### WHAT IS NEEDED
Reproduce the records exactly through the line with "let remaining = remaining.max(0);".

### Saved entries
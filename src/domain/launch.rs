//! Launch countdown state machine.
//!
//! The clock never reads the system time itself. Callers feed it `now`
//! on every tick, which keeps the transition testable with synthetic
//! instants.

use chrono::{DateTime, NaiveTime, TimeDelta, TimeZone, Utc};

const MILLIS_PER_SECOND: i64 = 1_000;
const MILLIS_PER_MINUTE: i64 = 60 * MILLIS_PER_SECOND;
const MILLIS_PER_HOUR: i64 = 60 * MILLIS_PER_MINUTE;
const MILLIS_PER_DAY: i64 = 24 * MILLIS_PER_HOUR;

/// Whether purchasing is open yet.
#[derive(Debug, Clone, Copy, PartialEq, Eq)]
pub enum LaunchState {
    PreLaunch,
    Launched,
}

/// Whole days, hours, minutes and seconds left until launch.
///
/// # Examples
///
/// ```
/// use launchshop::domain::Countdown;
///
/// let countdown = Countdown::from_millis(90_061_000);
/// assert_eq!(countdown.labels(), ["1", "01", "01", "01"]);
/// ```
#[derive(Debug, Clone, Copy, PartialEq, Eq)]
pub struct Countdown {
    pub days: i64,
    pub hours: i64,
    pub minutes: i64,
    pub seconds: i64,
}

impl Countdown {
    pub fn from_millis(remaining: i64) -> Self {
        let remaining = remaining.max(0);
        Self {
            days: remaining / MILLIS_PER_DAY,
            hours: (remaining % MILLIS_PER_DAY) / MILLIS_PER_HOUR,
            minutes: (remaining % MILLIS_PER_HOUR) / MILLIS_PER_MINUTE,
            seconds: (remaining % MILLIS_PER_MINUTE) / MILLIS_PER_SECOND,
        }
    }

    /// Display strings: days unpadded, the rest zero-padded to two digits.
    pub fn labels(&self) -> [String; 4] {
        [
            self.days.to_string(),
            format!("{:02}", self.hours),
            format!("{:02}", self.minutes),
            format!("{:02}", self.seconds),
        ]
    }
}

/// Result of a single tick.
#[derive(Debug, Clone, Copy, PartialEq, Eq)]
pub struct TickOutcome {
    pub state: LaunchState,
    /// Present only while the launch is still ahead.
    pub countdown: Option<Countdown>,
    /// True on exactly one tick: the one that crossed the target.
    pub just_launched: bool,
}

/// One-way `PreLaunch -> Launched` state machine.
#[derive(Debug, Clone)]
pub struct LaunchClock {
    target: DateTime<Utc>,
    state: LaunchState,
}

impl LaunchClock {
    /// Targets local midnight at the start of the day after `now`.
    pub fn starting_at<Tz: TimeZone>(now: &DateTime<Tz>) -> Self {
        Self::with_target(next_local_midnight(now))
    }

    pub fn with_target(target: DateTime<Utc>) -> Self {
        Self {
            target,
            state: LaunchState::PreLaunch,
        }
    }

    pub fn target(&self) -> DateTime<Utc> {
        self.target
    }

    pub fn state(&self) -> LaunchState {
        self.state
    }

    pub fn is_launched(&self) -> bool {
        self.state == LaunchState::Launched
    }

    /// Milliseconds from `now` until the target; zero or negative once passed.
    pub fn remaining_millis<Tz: TimeZone>(&self, now: &DateTime<Tz>) -> i64 {
        (self.target - now.with_timezone(&Utc)).num_milliseconds()
    }

    pub fn tick<Tz: TimeZone>(&mut self, now: &DateTime<Tz>) -> TickOutcome {
        if self.is_launched() {
            return TickOutcome {
                state: LaunchState::Launched,
                countdown: None,
                just_launched: false,
            };
        }

        let remaining = self.remaining_millis(now);
        if remaining > 0 {
            return TickOutcome {
                state: LaunchState::PreLaunch,
                countdown: Some(Countdown::from_millis(remaining)),
                just_launched: false,
            };
        }

        self.state = LaunchState::Launched;
        TickOutcome {
            state: LaunchState::Launched,
            countdown: None,
            just_launched: true,
        }
    }
}

/// Local midnight of the calendar day after `now`, in UTC.
///
/// When a DST shift skips midnight, the first valid local instant of the
/// next day is used instead.
pub fn next_local_midnight<Tz: TimeZone>(now: &DateTime<Tz>) -> DateTime<Utc> {
    let tz = now.timezone();
    let today = now.date_naive();
    let tomorrow = today.succ_opt().unwrap_or(today);
    let mut candidate = tomorrow.and_time(NaiveTime::MIN);

    for _ in 0..24 {
        if let Some(local) = tz.from_local_datetime(&candidate).earliest() {
            return local.with_timezone(&Utc);
        }
        candidate += TimeDelta::hours(1);
    }
    Utc.from_utc_datetime(&tomorrow.and_time(NaiveTime::MIN))
}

### ANSWER TO THIS PROBLEM
filename src/domain/launch.rs
//! Launch countdown state machine.
//!
//! The clock never reads the system time itself. Callers feed it `now`
//! on every tick, which keeps the transition testable with synthetic
//! instants.

use chrono::{DateTime, NaiveTime, TimeDelta, TimeZone, Utc};

const MILLIS_PER_SECOND: i64 = 1_000;
const MILLIS_PER_MINUTE: i64 = 60 * MILLIS_PER_SECOND;
const MILLIS_PER_HOUR: i64 = 60 * MILLIS_PER_MINUTE;
const MILLIS_PER_DAY: i64 = 24 * MILLIS_PER_HOUR;

/// Whether purchasing is open yet.
#[derive(Debug, Clone, Copy, PartialEq, Eq)]
pub enum LaunchState {
    PreLaunch,
    Launched,
}

/// Whole days, hours, minutes and seconds left until launch.
///
/// # Examples
///
/// ```
/// use launchshop::domain::Countdown;
///
/// let countdown = Countdown::from_millis(90_061_000);
/// assert_eq!(countdown.labels(), ["1", "01", "01", "01"]);
/// ```
#[derive(Debug, Clone, Copy, PartialEq, Eq)]
pub struct Countdown {
    pub days: i64,
    pub hours: i64,
    pub minutes: i64,
    pub seconds: i64,
}

impl Countdown {
    pub fn from_millis(remaining: i64) -> Self {
        let remaining = remaining.max(0);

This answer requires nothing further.